The thought tickles him. “It’s incredibly cool that there is no one
walking around today with a population history like that,” Pääbo told
me, his eyebrows shooting up.
And
yet the Denisovans also have something to say about our own kind. With
virtually every letter of the Denisovan genetic code in hand, Pääbo and
his colleagues were able to take aim at one of the profoundest
mysteries: In our own genomes, what is it that makes us us? What
defining changes in the genetic code took place after we separated from
our most recent ancestor? Looking at the places where all living humans
share a novel genetic signature but the Denisovan genome retains a
primitive, more apelike pattern, the researchers came up with a
surprisingly short list. Pääbo has called it the “genetic recipe for
being a modern human.” The list includes just 25 changes that would
alter the function of a particular protein.
Intriguingly,
five of these proteins are known to affect brain function and
development of the nervous system. Among them are two genes where
mutations have been implicated in autism and another that’s involved in
language and speech. Just what those genes actually do to make us think,
act, or talk differently than Denisovans, or any other creature that
has walked the Earth, remains to be seen. The lasting contribution of
studying Denisovan DNA, Pääbo says, “will be in finding what is
exclusively human.”
But
what of the little girl herself? The tiny bit of bone that is all we
ever had of her—or at least the half that went to Leipzig—is gone now.

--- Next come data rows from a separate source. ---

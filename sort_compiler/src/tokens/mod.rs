//! Token system for sort expressions
//!
//! - [`Token`] covers numbers, operators, brackets and stat names
//! - [`Operator`] carries precedence, arity and the aggregation operator name
//! - [`TokenStream`] is the lexer output: spanned tokens plus the canonical
//!   compact source and the operator budget consumed

pub mod token;
pub mod token_stream;

pub use token::{Operator, Token};
pub use token_stream::{SpannedToken, TokenStream};

pub use crate::utils::{Span, Spanned};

In pulling DNA from it, Johannes Krause and Qiaomei Fu eventually used
it all up. The little girl has been reduced to a “library” of DNA
fragments that can be exactly copied again and again forever. In the
scientific paper discussing the history of her population, Pääbo and his
colleagues did mention, almost in passing, a few facts about her that
they had gleaned from that library: She probably had dark hair, dark
eyes, and dark skin. It isn’t much, but at least it sketches in broad
strokes what she looked like. Just so we know whom to thank.